Plotting a phylogeny to a map is a fairly simple task, but has a lot of data preparation work involved. The basic steps look like this:

  1. Synchronize names between GBIF and OpenTree
  2. Format GBIF data into a matrix
  3. Add branch lengths to our tree
  4. Plot

You may have noticed that the GBIF package includes citation information in the scientificName column. We will need to remove that. To do this, let’s try the strsplit function. This function splits a character string on a defined character and returns a vector of the elements in that character string.

For example:

my_string = "This is my string"
split_up <- strsplit(my_string, " ")
split_up
## [[1]]
## [1] "This"   "is"     "my"     "string"

Try indexing this object.
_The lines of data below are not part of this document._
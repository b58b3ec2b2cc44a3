use std::path::PathBuf;

use color_eyre::eyre::Result;
use directories::ProjectDirs;
use lazy_static::lazy_static;
use tracing::error;
use tracing_error::ErrorLayer;
use tracing_subscriber::{EnvFilter, Layer, layer::SubscriberExt, util::SubscriberInitExt};

lazy_static! {
  pub static ref PROJECT_NAME: String = env!("CARGO_CRATE_NAME").to_uppercase();
  pub static ref DATA_FOLDER: Option<PathBuf> =
    std::env::var(format!("{}_DATA", PROJECT_NAME.clone())).ok().map(PathBuf::from);
  pub static ref CONFIG_FOLDER: Option<PathBuf> =
    std::env::var(format!("{}_CONFIG", PROJECT_NAME.clone())).ok().map(PathBuf::from);
  pub static ref GIT_COMMIT_HASH: String =
    option_env!("VERGEN_GIT_DESCRIBE").unwrap_or(env!("CARGO_PKG_VERSION")).to_string();
  pub static ref LOG_ENV: String = format!("{}_LOGLEVEL", PROJECT_NAME.clone());
  pub static ref LOG_FILE: String = format!("{}.log", env!("CARGO_PKG_NAME"));
}

fn project_directory() -> Option<ProjectDirs> {
  ProjectDirs::from("com", "renter-board", env!("CARGO_PKG_NAME"))
}

pub fn initialize_panic_handler() -> Result<()> {
  let (panic_hook, eyre_hook) = color_eyre::config::HookBuilder::default()
    .panic_section(format!("This is a bug. Details are in {}", get_data_dir().join(LOG_FILE.clone()).display()))
    .capture_span_trace_by_default(false)
    .display_location_section(false)
    .display_env_section(false)
    .into_hooks();
  eyre_hook.install()?;
  std::panic::set_hook(Box::new(move |panic_info| {
    // The terminal is still in raw mode when a panic fires mid-frame.
    if let Ok(mut t) = crate::tui::Tui::new() {
      if let Err(r) = t.exit() {
        error!("Unable to exit Terminal: {:?}", r);
      }
    }

    #[cfg(not(debug_assertions))]
    {
      use human_panic::{Metadata, handle_dump, print_msg};
      let meta = Metadata::new(env!("CARGO_PKG_NAME"), env!("CARGO_PKG_VERSION"))
        .authors(env!("CARGO_PKG_AUTHORS").replace(':', ", "));

      let file_path = handle_dump(&meta, panic_info);
      if let Err(err) = print_msg(file_path, &meta) {
        eprintln!("human-panic: printing error message to console failed: {err}");
      }
      eprintln!("{}", panic_hook.panic_report(panic_info));
    }
    let msg = format!("{}", panic_hook.panic_report(panic_info));
    log::error!("Error: {}", strip_ansi_escapes::strip_str(msg));

    #[cfg(debug_assertions)]
    {
      better_panic::Settings::auto()
        .most_recent_first(false)
        .lineno_suffix(true)
        .verbosity(better_panic::Verbosity::Full)
        .create_panic_handler()(panic_info);
    }

    std::process::exit(libc::EXIT_FAILURE);
  }));
  Ok(())
}

pub fn get_data_dir() -> PathBuf {
  if let Some(s) = DATA_FOLDER.clone() {
    s
  } else if let Some(proj_dirs) = project_directory() {
    proj_dirs.data_local_dir().to_path_buf()
  } else {
    PathBuf::from(".").join(".data")
  }
}

pub fn get_config_dir() -> PathBuf {
  if let Some(s) = CONFIG_FOLDER.clone() {
    s
  } else if let Some(proj_dirs) = project_directory() {
    proj_dirs.config_local_dir().to_path_buf()
  } else {
    PathBuf::from(".").join(".config")
  }
}

/// Logs go to a file in the data directory since stdout belongs to the terminal UI.
///
/// The filter is read from `RENTER_BOARD_LOGLEVEL`, then `RUST_LOG`, and defaults to `info` for this crate.
pub fn initialize_logging() -> Result<()> {
  let directory = get_data_dir();
  std::fs::create_dir_all(&directory)?;
  let log_path = directory.join(LOG_FILE.clone());
  let log_file = std::fs::File::create(log_path)?;

  let env_filter = EnvFilter::try_from_env(LOG_ENV.clone())
    .or_else(|_| EnvFilter::try_from_default_env())
    .unwrap_or_else(|_| EnvFilter::new(format!("{}=info", env!("CARGO_CRATE_NAME"))));

  let file_subscriber = tracing_subscriber::fmt::layer()
    .with_file(true)
    .with_line_number(true)
    .with_writer(log_file)
    .with_target(false)
    .with_ansi(false)
    .with_filter(env_filter);
  tracing_subscriber::registry().with(file_subscriber).with(ErrorLayer::default()).init();
  Ok(())
}

pub fn version() -> String {
  let author = clap::crate_authors!();

  let commit_hash = GIT_COMMIT_HASH.clone();

  let config_dir_path = get_config_dir().display().to_string();
  let data_dir_path = get_data_dir().display().to_string();

  format!(
    "\
{commit_hash}

Authors: {author}

Config directory: {config_dir_path}
Data directory: {data_dir_path}"
  )
}
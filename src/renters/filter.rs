use serde::{Deserialize, Serialize};

use super::types::RenterRecord;

/// Inclusive bounds; a missing bound is open.
#[derive(Debug, Default, Clone, Copy, PartialEq, Eq, Serialize, Deserialize)]
pub struct NumericRange {
  pub min: Option<u32>,
  pub max: Option<u32>,
}

impl NumericRange {
  pub fn new(min: Option<u32>, max: Option<u32>) -> Self {
    NumericRange { min, max }
  }

  pub fn is_unbounded(&self) -> bool {
    self.min.is_none() && self.max.is_none()
  }

  pub fn contains(&self, value: u32) -> bool {
    self.min.is_none_or(|min| value >= min) && self.max.is_none_or(|max| value <= max)
  }

  /// Whether `[low, high]` shares at least one value with this range. Missing ends are open.
  pub fn overlaps(&self, low: Option<u32>, high: Option<u32>) -> bool {
    let low = low.unwrap_or(u32::MIN);
    let high = high.unwrap_or(u32::MAX);
    low <= self.max.unwrap_or(u32::MAX) && self.min.unwrap_or(u32::MIN) <= high
  }

  pub fn describe(&self, unit: &str) -> String {
    match (self.min, self.max) {
      (Some(min), Some(max)) => format!("{unit}{min} to {unit}{max}"),
      (Some(min), None) => format!("at least {unit}{min}"),
      (None, Some(max)) => format!("at most {unit}{max}"),
      (None, None) => "any".to_string(),
    }
  }
}

#[derive(Debug, Default, Clone, Copy, PartialEq, Eq, Serialize, Deserialize)]
pub struct RenterFilter {
  pub budget: NumericRange,
  pub age: NumericRange,
}

impl RenterFilter {
  /// Renters without the filtered field only match when that range is unbounded.
  pub fn matches(&self, renter: &RenterRecord) -> bool {
    let budget_matches = self.budget.is_unbounded()
      || ((renter.budget_min.is_some() || renter.budget_max.is_some())
        && self.budget.overlaps(renter.budget_min, renter.budget_max));
    let age_matches = self.age.is_unbounded() || renter.age.is_some_and(|age| self.age.contains(age));
    budget_matches && age_matches
  }

  pub fn apply(&self, renters: &[RenterRecord]) -> Vec<RenterRecord> {
    renters.iter().filter(|renter| self.matches(renter)).cloned().collect()
  }
}
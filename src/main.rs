use clap::Parser;
use color_eyre::eyre::Result;

use crate::{
  app::App,
  cli::Cli,
  utils::{initialize_logging, initialize_panic_handler},
};

pub mod action;
pub mod app;
pub mod cli;
pub mod components;
pub mod config;
pub mod error;
pub mod mode;
pub mod navigation;
pub mod renters;
pub mod tui;
pub mod utils;

async fn tokio_main() -> Result<()> {
  initialize_logging()?;
  initialize_panic_handler()?;

  let args = Cli::parse();
  let mut app = App::new(args)?;
  app.run().await?;

  Ok(())
}

#[tokio::main]
async fn main() -> Result<()> {
  if let Err(e) = tokio_main().await {
    eprintln!("{} error: Something went wrong", env!("CARGO_PKG_NAME"));
    Err(e)
  } else {
    Ok(())
  }
}
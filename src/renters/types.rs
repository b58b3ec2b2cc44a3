use std::fmt;

use async_trait::async_trait;
use serde::{Deserialize, Serialize};

use crate::error::Error;

/// Identifies one renter. Blank ids are rejected when records are decoded.
#[derive(Debug, Default, Clone, PartialEq, Eq, Hash, PartialOrd, Ord, Serialize, Deserialize)]
#[serde(transparent)]
pub struct RenterId(String);

impl RenterId {
  pub fn new(id: impl Into<String>) -> Self {
    RenterId(id.into())
  }

  pub fn as_str(&self) -> &str {
    &self.0
  }

  pub fn is_blank(&self) -> bool {
    self.0.trim().is_empty()
  }
}

impl fmt::Display for RenterId {
  fn fmt(&self, f: &mut fmt::Formatter<'_>) -> fmt::Result {
    f.write_str(&self.0)
  }
}

impl From<&str> for RenterId {
  fn from(id: &str) -> Self {
    RenterId::new(id)
  }
}

/// The person browsing the list.
#[derive(Debug, Default, Clone, PartialEq, Eq, Hash, Serialize, Deserialize)]
#[serde(transparent)]
pub struct ViewerId(String);

impl ViewerId {
  pub fn new(id: impl Into<String>) -> Self {
    ViewerId(id.into())
  }

  pub fn as_str(&self) -> &str {
    &self.0
  }

  /// A viewer who is also listed as a renter sees their own entry.
  pub fn is_renter(&self, renter: &RenterId) -> bool {
    self.0 == renter.0
  }
}

impl fmt::Display for ViewerId {
  fn fmt(&self, f: &mut fmt::Formatter<'_>) -> fmt::Result {
    f.write_str(&self.0)
  }
}

#[derive(Debug, Clone, PartialEq, Eq)]
pub struct Session {
  pub viewer_id: ViewerId,
}

impl Session {
  pub fn new(viewer_id: impl Into<String>) -> Self {
    Session { viewer_id: ViewerId::new(viewer_id) }
  }
}

#[derive(Debug, Default, Clone, PartialEq, Eq, Serialize, Deserialize)]
pub struct RenterRecord {
  #[serde(default, alias = "renterID", alias = "renterId")]
  pub renter_id: RenterId,
  #[serde(default)]
  pub name: String,
  #[serde(default)]
  pub age: Option<u32>,
  #[serde(default)]
  pub budget_min: Option<u32>,
  #[serde(default)]
  pub budget_max: Option<u32>,
  #[serde(default)]
  pub occupation: Option<String>,
  #[serde(default)]
  pub move_in: Option<String>,
  #[serde(default)]
  pub bio: Option<String>,
  #[serde(default)]
  pub is_friend: bool,
}

impl RenterRecord {
  pub fn new(renter_id: impl Into<String>, name: impl Into<String>) -> Self {
    RenterRecord { renter_id: RenterId::new(renter_id), name: name.into(), ..Default::default() }
  }

  /// Name to show, falling back to the id for records without one.
  pub fn display_name(&self) -> &str {
    if self.name.trim().is_empty() { self.renter_id.as_str() } else { &self.name }
  }

  pub fn budget_label(&self) -> Option<String> {
    match (self.budget_min, self.budget_max) {
      (Some(min), Some(max)) => Some(format!("${min} - ${max}")),
      (Some(min), None) => Some(format!("from ${min}")),
      (None, Some(max)) => Some(format!("up to ${max}")),
      (None, None) => None,
    }
  }
}

/// Supplies the renter records shown by the list.
#[async_trait]
pub trait RenterDirectory: Send + Sync {
  async fn renters(&self) -> Result<Vec<RenterRecord>, Error>;
}

/// Friend-relationship mutations between the viewer and a renter.
#[async_trait]
pub trait FriendService: Send + Sync {
  async fn add_friend(&self, viewer: &ViewerId, renter: &RenterId) -> Result<(), Error>;
  async fn remove_friend(&self, viewer: &ViewerId, renter: &RenterId) -> Result<(), Error>;
}

/// Rejects any record whose id is missing or blank, reporting its position.
pub fn validate_renters(renters: Vec<RenterRecord>) -> Result<Vec<RenterRecord>, Error> {
  if let Some(index) = renters.iter().position(|renter| renter.renter_id.is_blank()) {
    return Err(Error::MissingRenterId { index });
  }
  Ok(renters)
}

#[cfg(test)]
mod tests {
  use super::*;

  #[test]
  fn test_display_name_falls_back_to_id() {
    let named = RenterRecord::new("r-1", "Alice");
    let unnamed = RenterRecord::new("r-2", "  ");

    assert_eq!(named.display_name(), "Alice");
    assert_eq!(unnamed.display_name(), "r-2");
  }

  #[test]
  fn test_budget_label() {
    let mut renter = RenterRecord::new("r-1", "Alice");
    assert_eq!(renter.budget_label(), None);

    renter.budget_min = Some(900);
    assert_eq!(renter.budget_label(), Some("from $900".to_string()));

    renter.budget_max = Some(1200);
    assert_eq!(renter.budget_label(), Some("$900 - $1200".to_string()));

    renter.budget_min = None;
    assert_eq!(renter.budget_label(), Some("up to $1200".to_string()));
  }

  #[test]
  fn test_validate_renters_reports_index() {
    let renters = vec![RenterRecord::new("r-1", "Alice"), RenterRecord::new(" ", "Nobody")];

    let err = validate_renters(renters).unwrap_err();

    assert!(matches!(err, Error::MissingRenterId { index: 1 }));
    assert_eq!(err.to_string(), "renter record at index 1 has no renter_id");
  }

  #[test]
  fn test_validate_renters_keeps_duplicates_and_order() {
    let renters = vec![RenterRecord::new("b", "B"), RenterRecord::new("a", "A"), RenterRecord::new("b", "B")];

    let validated = validate_renters(renters.clone()).unwrap();

    assert_eq!(validated, renters);
  }

  #[test]
  fn test_viewer_is_renter() {
    let viewer = ViewerId::new("r-1");

    assert!(viewer.is_renter(&RenterId::from("r-1")));
    assert!(!viewer.is_renter(&RenterId::from("r-2")));
  }
}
What do you need to do to access data? Now, with a partner, make this iterable across every row in the scientificName column. Then, unite the split objects into one new column called genusSpecies.

split_names <- no_na %>% 
mutate(genus = map_chr(scientificName, function(s) strsplit(s, " ")[[1]][1]))%>% mutate(species = map_chr(scientificName, function(s) strsplit(s, " ")[[1]][2])) %>% 
unite(col = genusSpecies, genus, species)

If you look at the data, there are some obviously mistaken values in there. For example, BOLD is not an ant species. Let’s drop that.

# Use ROTL to resolve names

no_bold <- split_names[ grep("BOLD", split_names$genusSpecies, invert = TRUE) , ]

We also ended up with far more ant taxa than I thought. What a nice problem to have! But let’s filter down to, say, five of them:

a_couple_ants <- c("Martialis_heureka", "Ectatomma_ruidum", "Ectatomma_tuberculatum", "Aneuretus_simoni", "Ectatomma_opaciventre")
subset_data <- no_bold %>% 
    filter(genusSpecies %in% a_couple_ants)

Now, let’s use ROTL to make sure we don’t have spelling errors.

reconciled_names <- rotl::tnrs_match_names(unique(subset_data$genusSpecies))
good_names <-  reconciled_names %>%
  drop_na()

Now, we will query our tree from OpenTree.

tree <- rotl::tol_induced_subtree(good_names$ott_id, label="name")
## 
Progress [----------------------------------] 0/14 (  0) ?s
Progress [================================] 14/14 (100)  0s
                                                            
## Warning in collapse_singles(tr, show_progress): Dropping singleton nodes with
## labels: mrcaott1682ott35311, mrcaott1682ott17752, mrcaott1682ott7438,
## mrcaott1682ott34821, mrcaott34821ott950983, Aneuretinae, Aneuretus,
## mrcaott4706ott5525, mrcaott5525ott48019, mrcaott48019ott688185, Ectatomminae,
## mrcaott48019ott162057, Martialinae, Martialis
plot(tree)

Now, we must combine our GBIF data and our taxon names into a matrix, a two-dimensional data structure with fewer neat data parsing features than a dataframe or tibble. These structures are often preferred when speed is an issue. Matrices can only be one type, which means we must add the row names after generating the object.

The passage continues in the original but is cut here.